Hacking a gas bottle onto a dryer, indoors, is NOPE.
It's just depraved recklessness, and that's how the insurance company and district attorney will see it. Propane leaks are exceedingly common, and will create an explosive mix of propane and air while you sleep.
Now I gather you don't want your dryer outdoors. Well okay, there's plenty of precedent for having gas dryers indoors, and we have gold-standard ways of making the gas connections to normal hard line i.e. normal gas "black pipe". You simply use the same plumbing and materials you would use to plumb up a methane line in a utility-supplied house. Use gold-standard methods properly and you escape any charges of carelessness.
Separate the problems
But now, build a proper "shed" or enclosure for the gas bottle well outside the home - far enough away that any gas leaks will be dispersed and not reach flammable concentrations inside the home. Connect that with hard line into the home and to the dryer.
Now you have a simple matter of connecting the bottle to the hard line. That is routine stuff and you shouldn't have any trouble finding the kit for that.
Now you have "whole house propane" albeit fed from a 20 pound portable tank. It's just like a huge white tank from the propane distributor, it's just little. And portable. And the connections most at risk for leaks - where you're changing it weekly - are outside away from the house.

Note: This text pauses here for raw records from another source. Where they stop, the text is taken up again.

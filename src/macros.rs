/// Compile a regex literal once and hand out a `&'static Regex`.
macro_rules! regex {
    ($pat:literal) => {{
        static RE: once_cell::sync::Lazy<regex::Regex> =
            once_cell::sync::Lazy::new(|| regex::Regex::new($pat).unwrap());
        &*RE
    }};
}
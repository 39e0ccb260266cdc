//! Zone time calculator.
//!
//! Pure arithmetic over a [`WallClock`] snapshot and a [`ZoneConfig`]:
//!
//! - each zone's hour is `utc_hour + offset` wrapped into `0..=23`;
//! - the minute is copied from UTC unchanged (offsets are whole hours);
//! - crossing midnight is not reported, only `HH:MM` is produced.
//!
//! Nothing here keeps state between calls. Every call is a full recomputation
//! from the snapshot it is given.

use std::fmt;

use crate::clock::WallClock;
use crate::date::format_date_line;
use crate::zone::{Zone, ZoneConfig, offset_in_range};

bitflags::bitflags! {
    /// Rows a face shows.
    #[derive(Debug, Clone, Copy, PartialEq, Eq, Hash)]
    pub struct Lines: u8 {
        const ZONES = 1 << 0;
        const DATE  = 1 << 1;
    }
}

impl Default for Lines {
    fn default() -> Self {
        Lines::ZONES
    }
}

/// Wrap `utc_hour + offset` into `0..=23`.
///
/// Preconditions: `utc_hour < 24` and `|offset| <= 23`. Both are checked in
/// debug builds only; config loading rejects bad offsets before they get here.
pub fn local_hour(utc_hour: u32, offset: i32) -> u32 {
    debug_assert!(utc_hour < 24, "utc_hour {utc_hour} out of range");
    debug_assert!(offset_in_range(offset), "offset {offset} out of range");
    (utc_hour as i32 + offset).rem_euclid(24) as u32
}

/// A zone-local time of day. Displays as zero-padded 24-hour `HH:MM`.
#[derive(Debug, Clone, Copy, PartialEq, Eq, Hash)]
pub struct LocalTime {
    pub hour: u32,
    pub minute: u32,
}

impl LocalTime {
    pub fn at_offset(clock: &WallClock, offset: i32) -> Self {
        LocalTime { hour: local_hour(clock.hour, offset), minute: clock.minute }
    }
}

impl fmt::Display for LocalTime {
    fn fmt(&self, f: &mut fmt::Formatter<'_>) -> fmt::Result {
        write!(f, "{:02}:{:02}", self.hour, self.minute)
    }
}

/// Computed time for one configured zone.
#[derive(Debug, Clone, PartialEq, Eq)]
pub struct ZoneReading<'a> {
    pub zone: &'a Zone,
    pub time: LocalTime,
    /// `time` rendered as `HH:MM`.
    pub text: String,
}

impl ZoneReading<'_> {
    pub fn label(&self) -> &str {
        &self.zone.label
    }
}

/// Everything a face displays for one tick.
#[derive(Debug, Clone, PartialEq, Eq)]
pub struct Reading<'a> {
    /// One entry per configured zone, in config order. Empty when
    /// [`Lines::ZONES`] is not requested.
    pub zones: Vec<ZoneReading<'a>>,
    /// UTC date line, present when [`Lines::DATE`] is requested.
    pub date: Option<String>,
}

/// Compute every zone's local time. The result has exactly one entry per zone.
pub fn compute<'a>(clock: &WallClock, zones: &'a ZoneConfig) -> Vec<ZoneReading<'a>> {
    zones
        .iter()
        .map(|zone| {
            let time = LocalTime::at_offset(clock, zone.offset);
            ZoneReading { zone, time, text: time.to_string() }
        })
        .collect()
}

/// Compute the rows selected by `lines`.
pub fn reading<'a>(clock: &WallClock, zones: &'a ZoneConfig, lines: Lines) -> Reading<'a> {
    let zone_rows = if lines.contains(Lines::ZONES) { compute(clock, zones) } else { Vec::new() };
    let date = lines.contains(Lines::DATE).then(|| format_date_line(clock.date));
    Reading { zones: zone_rows, date }
}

Can a 20 pound tank even supply a dryer?
Good question. Here's what we know: Dryers take about 20,000 BTU/hour. Radiant heaters, e.g. found in outdoor spaces at restaurants, take 20,000 to 50,000 BTU/hour. Those all use 20# tanks, so we can infer that the tank doesn't have a problem supplying a 20,000 BTU dryer, provided there isn't a "cold snap" out there.
The colder the tank, the lower the flow! It is vital to understand that. To vaporize in the tank, the propane needs to absorb a lot of heat from the surroundings because of its latent heat of vaporization. That's easy on a nice hot day, but you're asking in February.
If there is a "keeping tank warm enough to deliver BTUs" problem, they make propane tank heating jackets that are designed to provide supplemental heat when it matters.